Nip medication mix-ups in the bud
- Be aware that medication problems are a prime cause of readmissions. People arrive at the hospital with one set of drugs, leave with another, creating room for mix-ups, duplication, confusion and harmful interaction.
- Doctors need to know all the drugs a patient is taking — prescription and over the counter, including vitamins and supplements. A friend or relative might want to go to the patient's home and check medicine cabinets, bedside tables, kitchen counters, purses, drawers, shoe boxes, the fridge.
- Confusion can occur in many ways. One example: A patient can get "a statin" in the hospital and not realize it's similar to the "heart pill" at home. Ditto for blood pressure medicines, antacids and other drugs. Taking both can be dangerous.
- Get clear written and oral instructions about what to take, what not to take, and when and how to take medicines. When doctors contradict one another, insist on clarification. "The most important thing is fine-tuning that medication list. And I don't care if you are Einstein, you need another person with you to ask questions and make sure you understand," says Carol Levine, director of the Families and Health Care Project at the United Hospital Fund in New York.

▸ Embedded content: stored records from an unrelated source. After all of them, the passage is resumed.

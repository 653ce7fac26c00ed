//! Transaction model
//!
//! Represents a single payment-authorization outcome emitted by the
//! transaction generator. A `Transaction` is immutable once created: it is
//! produced by the generator, consumed by the observation window, and never
//! mutated afterwards.

use serde::{Deserialize, Serialize};
use std::fmt;

/// The small fixed set of issuers the agent observes.
///
/// Closed enumeration per the design notes: issuer identity is a tagged
/// variant, not a free-form string, so every issuer-keyed match is
/// exhaustive.
#[derive(Debug, Clone, Copy, PartialEq, Eq, Hash, Serialize, Deserialize)]
#[serde(rename_all = "UPPERCASE")]
pub enum Issuer {
    Hdfc,
    Icici,
    Axis,
    Sbi,
}

impl Issuer {
    /// All issuers the agent knows about, in a stable order.
    pub const ALL: [Issuer; 4] = [Issuer::Hdfc, Issuer::Icici, Issuer::Axis, Issuer::Sbi];
}

impl fmt::Display for Issuer {
    fn fmt(&self, f: &mut fmt::Formatter<'_>) -> fmt::Result {
        let s = match self {
            Issuer::Hdfc => "HDFC",
            Issuer::Icici => "ICICI",
            Issuer::Axis => "AXIS",
            Issuer::Sbi => "SBI",
        };
        write!(f, "{}", s)
    }
}

/// Payment method used for a transaction.
#[derive(Debug, Clone, Copy, PartialEq, Eq, Hash, Serialize, Deserialize)]
#[serde(rename_all = "snake_case")]
pub enum Method {
    Card,
    Upi,
    Wallet,
}

impl Method {
    pub const ALL: [Method; 3] = [Method::Card, Method::Upi, Method::Wallet];
}

impl fmt::Display for Method {
    fn fmt(&self, f: &mut fmt::Formatter<'_>) -> fmt::Result {
        let s = match self {
            Method::Card => "card",
            Method::Upi => "upi",
            Method::Wallet => "wallet",
        };
        write!(f, "{}", s)
    }
}

/// Outcome of a single authorization attempt.
#[derive(Debug, Clone, Copy, PartialEq, Eq, Hash, Serialize, Deserialize)]
#[serde(rename_all = "snake_case")]
pub enum Outcome {
    Success,
    SoftFail,
    HardFail,
}

impl Outcome {
    pub fn is_success(self) -> bool {
        matches!(self, Outcome::Success)
    }
}

/// An immutable payment-authorization outcome.
///
/// # Example
/// ```
/// use ops_agent_core::models::{Issuer, Method, Outcome, Transaction};
///
/// let tx = Transaction::new(
///     1,
///     1_000,
///     Issuer::Hdfc,
///     Method::Upi,
///     Outcome::Success,
///     120,
///     0,
///     10_000,
/// );
/// assert!(tx.outcome().is_success());
/// ```
#[derive(Debug, Clone, PartialEq, Serialize, Deserialize)]
pub struct Transaction {
    id: u64,
    timestamp_ms: u64,
    issuer: Issuer,
    method: Method,
    outcome: Outcome,
    latency_ms: u32,
    retry_count: u16,
    error_code: Option<String>,
    amount: i64,
}

impl Transaction {
    /// Construct a new transaction record.
    ///
    /// # Panics
    /// Panics if `latency_ms` or `amount` are negative-in-spirit (both are
    /// unsigned/invariant-checked types, but the constructor still asserts
    /// the documented bounds to catch misuse early).
    #[allow(clippy::too_many_arguments)]
    pub fn new(
        id: u64,
        timestamp_ms: u64,
        issuer: Issuer,
        method: Method,
        outcome: Outcome,
        latency_ms: u32,
        retry_count: u16,
        amount: i64,
    ) -> Self {
        Self {
            id,
            timestamp_ms,
            issuer,
            method,
            outcome,
            latency_ms,
            retry_count,
            error_code: None,
            amount,
        }
    }

    /// Attach an error code (builder-style), for soft/hard failures.
    pub fn with_error_code(mut self, code: impl Into<String>) -> Self {
        self.error_code = Some(code.into());
        self
    }

    pub fn id(&self) -> u64 {
        self.id
    }
    pub fn timestamp_ms(&self) -> u64 {
        self.timestamp_ms
    }
    pub fn issuer(&self) -> Issuer {
        self.issuer
    }
    pub fn method(&self) -> Method {
        self.method
    }
    pub fn outcome(&self) -> Outcome {
        self.outcome
    }
    pub fn latency_ms(&self) -> u32 {
        self.latency_ms
    }
    pub fn retry_count(&self) -> u16 {
        self.retry_count
    }
    pub fn error_code(&self) -> Option<&str> {
        self.error_code.as_deref()
    }
    pub fn amount(&self) -> i64 {
        self.amount
    }
}

#[cfg(test)]
mod tests {
    use super::*;

    #[test]
    fn test_transaction_accessors_roundtrip() {
        let tx = Transaction::new(7, 42, Issuer::Axis, Method::Card, Outcome::HardFail, 900, 2, 5_000)
            .with_error_code("E_TIMEOUT");
        assert_eq!(tx.id(), 7);
        assert_eq!(tx.timestamp_ms(), 42);
        assert_eq!(tx.issuer(), Issuer::Axis);
        assert_eq!(tx.method(), Method::Card);
        assert_eq!(tx.outcome(), Outcome::HardFail);
        assert_eq!(tx.latency_ms(), 900);
        assert_eq!(tx.retry_count(), 2);
        assert_eq!(tx.error_code(), Some("E_TIMEOUT"));
        assert_eq!(tx.amount(), 5_000);
    }

    #[test]
    fn test_issuer_display() {
        assert_eq!(Issuer::Hdfc.to_string(), "HDFC");
        assert_eq!(Issuer::Sbi.to_string(), "SBI");
    }
}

Know whom to call if you don't feel well
- Know the danger signs for your condition and have a plan so that you don't overreact — or underreact. (Sometimes you do need to call 911.) Ask, how can I tell whether there is a real problem? How can I tell whether I am going downhill?
- Know whom to call, by day and on nights or weekends. "If things seem to be going badly, who do I call? If the answer is 'the ER,' you are already three-quarters of the way to being readmitted," says Stephen Jencks, M.D.
- Will you need help with transportation to your doctor appointments?
- Ask what services are available in your community after your discharge. A home visit from a nurse? Telephone monitoring? Classes? These are becoming more common.